First of all, the scriptures do not say rebellion is bound in the heart of a child.
Prov 22:15 Foolishness is bound in the heart of a child; but the rod of correction shall drive it far from him.
Foolishness is quite different from rebellion.
A rattlesnake is born with the ability to kill, but it is not a killer until it kills.
Man is born with the ability to sin just as Adam and Eve were created with the ability to sin or else they could not. And that destroys your doctrine, for God said they were "very good" even though they had this ability. No, they did not become evil until they actually exercised this ability and actually sinned. Having the ability does not make you evil, exercising the ability does.
My car has the ability to kill a person, but I am not a killer until I use that car to purposely run over and kill someone.
The scriptures say we are made after the similitude of God.
James 3:Therewith bless we God, even the Father; and therewith curse we men, which are made after the similitude of God.
Similitude means likeness. And this is New Testament, and it is not speaking of Adam.
Gill's Exposition of the Entire Bible
Foolishness is bound in the heart of a child,.... That is, sin, the greatest of all folly; this is naturally in the heart of man; it is in the heart of a child, it is in him from his infancy; it is bound in his heart, it is rooted and riveted in him, being conceived in sin, and shapen in iniquity; it is what cleaves close to him, and he has a strong affection for and desire after: the imagination of man's heart is evil from his youth, Genesis 8:21; so that he is not easily brought off of sin, or becomes wise;
but the rod of correction shall drive it far from him; the rod used by parents, for the correction of sin and folly, is a means of making children wise, and of restraining the folly that is bound up in them; and of reclaiming them from those sinful ways, which the folly of their hearts leads them to, and so in some measure of driving it far from them.

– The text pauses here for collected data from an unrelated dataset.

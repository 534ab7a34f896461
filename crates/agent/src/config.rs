//! Agent configuration.
//!
//! Read once at startup from `/etc/helion/agent.toml` (or `--config`),
//! immutable afterwards. Unknown keys are logged at `warn` and otherwise
//! ignored so older agents tolerate newer host-managed config files.

use std::path::{Path, PathBuf};
use std::time::Duration;

use serde::{Deserialize, Serialize};
use tracing::warn;

pub const DEFAULT_CONFIG_PATH: &str = "/etc/helion/agent.toml";

#[derive(Debug, Clone, PartialEq, Serialize, Deserialize)]
#[serde(default)]
pub struct Config {
    /// Seconds between telemetry reports. Also sets the keepalive cadence
    /// (half this) and the peer stall threshold (three times this).
    pub telemetry_interval_secs: u64,
    /// Hard cap on any single `execute` request, whatever the host asks.
    pub max_exec_timeout_secs: u64,
    /// Largest file chunk or stdin blob accepted in one request.
    pub max_chunk_size: u32,
    /// Largest frame accepted or produced on the wire, header excluded.
    pub max_frame_bytes: u32,
    /// Captured stdout and stderr are each truncated at this many bytes.
    pub max_exec_output_cap: u32,
    pub log_level: LogLevel,
    /// Explicit device path. Unset means auto-detect by port name.
    #[serde(skip_serializing_if = "Option::is_none")]
    pub device_path: Option<PathBuf>,
    /// Port name scanned for under /sys/class/virtio-ports.
    pub virtio_port_name: String,
    pub reconnect_backoff_initial_ms: u64,
    pub reconnect_backoff_max_ms: u64,
    pub outbound_queue_depth: usize,
    /// How long a dying session waits for in-flight handlers to settle.
    pub session_drain_grace_ms: u64,
    /// How long graceful shutdown waits before abandoning handlers.
    pub shutdown_grace_secs: u64,
    /// Bounded device-open attempts during boot before the agent settles
    /// into the indefinite reconnect loop.
    pub boot_open_attempts: usize,
    /// Startup is refused when the configured buffer bounds exceed this.
    pub memory_ceiling_bytes: u64,
    pub exec_concurrency: usize,
    pub file_concurrency: usize,
    /// Where `network_apply` documents land.
    pub network_config_path: PathBuf,
    pub network_apply_command: Vec<String>,
}

impl Default for Config {
    fn default() -> Self {
        Config {
            telemetry_interval_secs: 5,
            max_exec_timeout_secs: 300,
            max_chunk_size: 64 * 1024,
            max_frame_bytes: 1024 * 1024,
            max_exec_output_cap: 1024 * 1024,
            log_level: LogLevel::Info,
            device_path: None,
            virtio_port_name: crate::PORT_NAME.to_string(),
            reconnect_backoff_initial_ms: 500,
            reconnect_backoff_max_ms: 30_000,
            outbound_queue_depth: 1024,
            session_drain_grace_ms: 2_000,
            shutdown_grace_secs: 10,
            boot_open_attempts: 5,
            memory_ceiling_bytes: 256 * 1024 * 1024,
            exec_concurrency: 16,
            file_concurrency: 8,
            network_config_path: PathBuf::from("/etc/netplan/90-helion.yaml"),
            network_apply_command: vec!["netplan".into(), "apply".into()],
        }
    }
}

#[derive(
    Debug, Clone, Copy, PartialEq, Eq, Serialize, Deserialize, clap::ValueEnum, Default,
)]
#[serde(rename_all = "lowercase")]
pub enum LogLevel {
    Trace,
    Debug,
    #[default]
    Info,
    Warn,
    Error,
}

impl LogLevel {
    pub fn as_str(&self) -> &'static str {
        match self {
            LogLevel::Trace => "trace",
            LogLevel::Debug => "debug",
            LogLevel::Info => "info",
            LogLevel::Warn => "warn",
            LogLevel::Error => "error",
        }
    }
}

#[derive(Debug, thiserror::Error)]
pub enum ConfigError {
    #[error("cannot read {path}: {source}")]
    Read {
        path: PathBuf,
        source: std::io::Error,
    },
    #[error("cannot parse {path}: {source}")]
    Parse {
        path: PathBuf,
        source: toml::de::Error,
    },
    #[error("invalid configuration: {0}")]
    Invalid(String),
}

impl Config {
    /// Load from `path`, or defaults when `path` is `None` and the
    /// standard location does not exist.
    pub fn load(path: Option<&Path>) -> Result<Config, ConfigError> {
        let (path, required) = match path {
            Some(p) => (p.to_path_buf(), true),
            None => (PathBuf::from(DEFAULT_CONFIG_PATH), false),
        };

        let text = match std::fs::read_to_string(&path) {
            Ok(text) => text,
            Err(err) if err.kind() == std::io::ErrorKind::NotFound && !required => {
                let cfg = Config::default();
                cfg.validate()?;
                return Ok(cfg);
            }
            Err(source) => return Err(ConfigError::Read { path, source }),
        };

        let cfg = Self::parse(&text).map_err(|source| ConfigError::Parse { path, source })?;
        cfg.validate()?;
        Ok(cfg)
    }

    pub fn parse(text: &str) -> Result<Config, toml::de::Error> {
        if let Ok(doc) = toml::from_str::<toml::Table>(text) {
            warn_unknown_keys(&doc);
        }
        toml::from_str(text)
    }

    pub fn validate(&self) -> Result<(), ConfigError> {
        if self.telemetry_interval_secs == 0 {
            return Err(ConfigError::Invalid(
                "telemetry_interval_secs must be positive".into(),
            ));
        }
        if self.max_exec_timeout_secs == 0 {
            return Err(ConfigError::Invalid(
                "max_exec_timeout_secs must be positive".into(),
            ));
        }
        if self.reconnect_backoff_initial_ms == 0 {
            return Err(ConfigError::Invalid(
                "reconnect_backoff_initial_ms must be positive".into(),
            ));
        }
        if self.reconnect_backoff_max_ms < self.reconnect_backoff_initial_ms {
            return Err(ConfigError::Invalid(
                "reconnect_backoff_max_ms must be >= reconnect_backoff_initial_ms".into(),
            ));
        }
        if self.outbound_queue_depth == 0 {
            return Err(ConfigError::Invalid(
                "outbound_queue_depth must be positive".into(),
            ));
        }
        // Leave headroom for the message envelope around a chunk payload.
        const ENVELOPE_SLACK: u32 = 256;
        if self.max_chunk_size == 0 || self.max_chunk_size + ENVELOPE_SLACK > self.max_frame_bytes {
            return Err(ConfigError::Invalid(format!(
                "max_chunk_size must be between 1 and {} (max_frame_bytes minus envelope)",
                self.max_frame_bytes.saturating_sub(ENVELOPE_SLACK)
            )));
        }
        if self.exec_concurrency == 0 || self.file_concurrency == 0 {
            return Err(ConfigError::Invalid(
                "concurrency caps must be positive".into(),
            ));
        }

        let bound = self.buffer_bound_bytes();
        if bound > self.memory_ceiling_bytes {
            return Err(ConfigError::Invalid(format!(
                "configured buffers need {bound} bytes, over the {} byte ceiling",
                self.memory_ceiling_bytes
            )));
        }
        Ok(())
    }

    /// Steady-state bound of the pre-sized buffers: one chunk-sized slot
    /// per outbound queue entry plus both capped capture buffers for every
    /// concurrent execute. Oversized execute responses are transient and
    /// already limited by the capture caps.
    pub fn buffer_bound_bytes(&self) -> u64 {
        let queue = self.outbound_queue_depth as u64 * self.max_chunk_size as u64;
        let exec = self.exec_concurrency as u64 * 2 * self.max_exec_output_cap as u64;
        queue + exec
    }

    pub fn telemetry_interval(&self) -> Duration {
        Duration::from_secs(self.telemetry_interval_secs)
    }

    pub fn max_exec_timeout(&self) -> Duration {
        Duration::from_secs(self.max_exec_timeout_secs)
    }

    pub fn reconnect_backoff_initial(&self) -> Duration {
        Duration::from_millis(self.reconnect_backoff_initial_ms)
    }

    pub fn reconnect_backoff_max(&self) -> Duration {
        Duration::from_millis(self.reconnect_backoff_max_ms)
    }

    pub fn session_drain_grace(&self) -> Duration {
        Duration::from_millis(self.session_drain_grace_ms)
    }

    pub fn shutdown_grace(&self) -> Duration {
        Duration::from_secs(self.shutdown_grace_secs)
    }

    /// Keepalive ping cadence while the channel is otherwise idle.
    pub fn keepalive_interval(&self) -> Duration {
        Duration::from_secs((self.telemetry_interval_secs / 2).max(1))
    }

    /// Silence from the peer past this long counts as a stall.
    pub fn peer_stall_threshold(&self) -> Duration {
        Duration::from_secs(self.telemetry_interval_secs * 3)
    }
}

fn warn_unknown_keys(doc: &toml::Table) {
    const KNOWN: &[&str] = &[
        "telemetry_interval_secs",
        "max_exec_timeout_secs",
        "max_chunk_size",
        "max_frame_bytes",
        "max_exec_output_cap",
        "log_level",
        "device_path",
        "virtio_port_name",
        "reconnect_backoff_initial_ms",
        "reconnect_backoff_max_ms",
        "outbound_queue_depth",
        "session_drain_grace_ms",
        "shutdown_grace_secs",
        "boot_open_attempts",
        "memory_ceiling_bytes",
        "exec_concurrency",
        "file_concurrency",
        "network_config_path",
        "network_apply_command",
    ];
    for key in doc.keys() {
        if !KNOWN.contains(&key.as_str()) {
            warn!(key, "ignoring unknown configuration key");
        }
    }
}

#[cfg(test)]
mod tests {
    use super::*;

    #[test]
    fn defaults_are_valid() {
        Config::default().validate().unwrap();
    }

    #[test]
    fn empty_document_yields_defaults() {
        assert_eq!(Config::parse("").unwrap(), Config::default());
    }

    #[test]
    fn toml_round_trip_is_identity() {
        let mut cfg = Config::default();
        cfg.telemetry_interval_secs = 7;
        cfg.device_path = Some(PathBuf::from("/dev/vport1p1"));
        cfg.log_level = LogLevel::Debug;
        let text = toml::to_string(&cfg).unwrap();
        assert_eq!(Config::parse(&text).unwrap(), cfg);
    }

    #[test]
    fn unknown_keys_do_not_fail_parsing() {
        let cfg = Config::parse("shiny_new_option = true\nmax_chunk_size = 4096\n").unwrap();
        assert_eq!(cfg.max_chunk_size, 4096);
    }

    #[test]
    fn chunk_size_may_not_reach_frame_limit() {
        let mut cfg = Config::default();
        cfg.max_chunk_size = cfg.max_frame_bytes;
        assert!(cfg.validate().is_err());
    }

    #[test]
    fn zero_interval_is_rejected() {
        let mut cfg = Config::default();
        cfg.telemetry_interval_secs = 0;
        assert!(cfg.validate().is_err());
    }

    #[test]
    fn oversized_buffer_plan_is_refused() {
        let mut cfg = Config::default();
        cfg.memory_ceiling_bytes = 1024;
        match cfg.validate() {
            Err(ConfigError::Invalid(msg)) => assert!(msg.contains("ceiling")),
            other => panic!("expected refusal, got {other:?}"),
        }
    }

    #[test]
    fn backoff_ordering_is_enforced() {
        let mut cfg = Config::default();
        cfg.reconnect_backoff_max_ms = 100;
        assert!(cfg.validate().is_err());
    }
}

Keil and Delitzsch Biblical Commentary on the Old Testament
15 Folly is bound to the heart of a child;
The rod of correction driveth it forth.
Folly, i.e., pleasure in stupid tricks, silly sport, and foolish behaviour, is the portion of children as such; their heart is as yet childish, and folly is bound up in it. Education first driveth forth this childish, foolish nature (for, as Menander says:
Ὁ μὴ δαρεὶς ἄνθρωπος οὐ παιδεύεται),
and if effects this when it is unindulgently severe: the שׁבט מוּסר (vid., Proverbs 23:13) removeth אוּלת from the heart, for it imparts intelligence and makes wise (Proverbs 29:15). The lxx is right in rendering 16a: ἄνοια ἐξῆπται (from ἐξάπτειν) καρδίας νέου; but the Syr. has "here mangled the lxx, and in haste has read ἀνοίᾳ ἐξίπταται: folly makes the understanding of the child fly away" (Lagarde).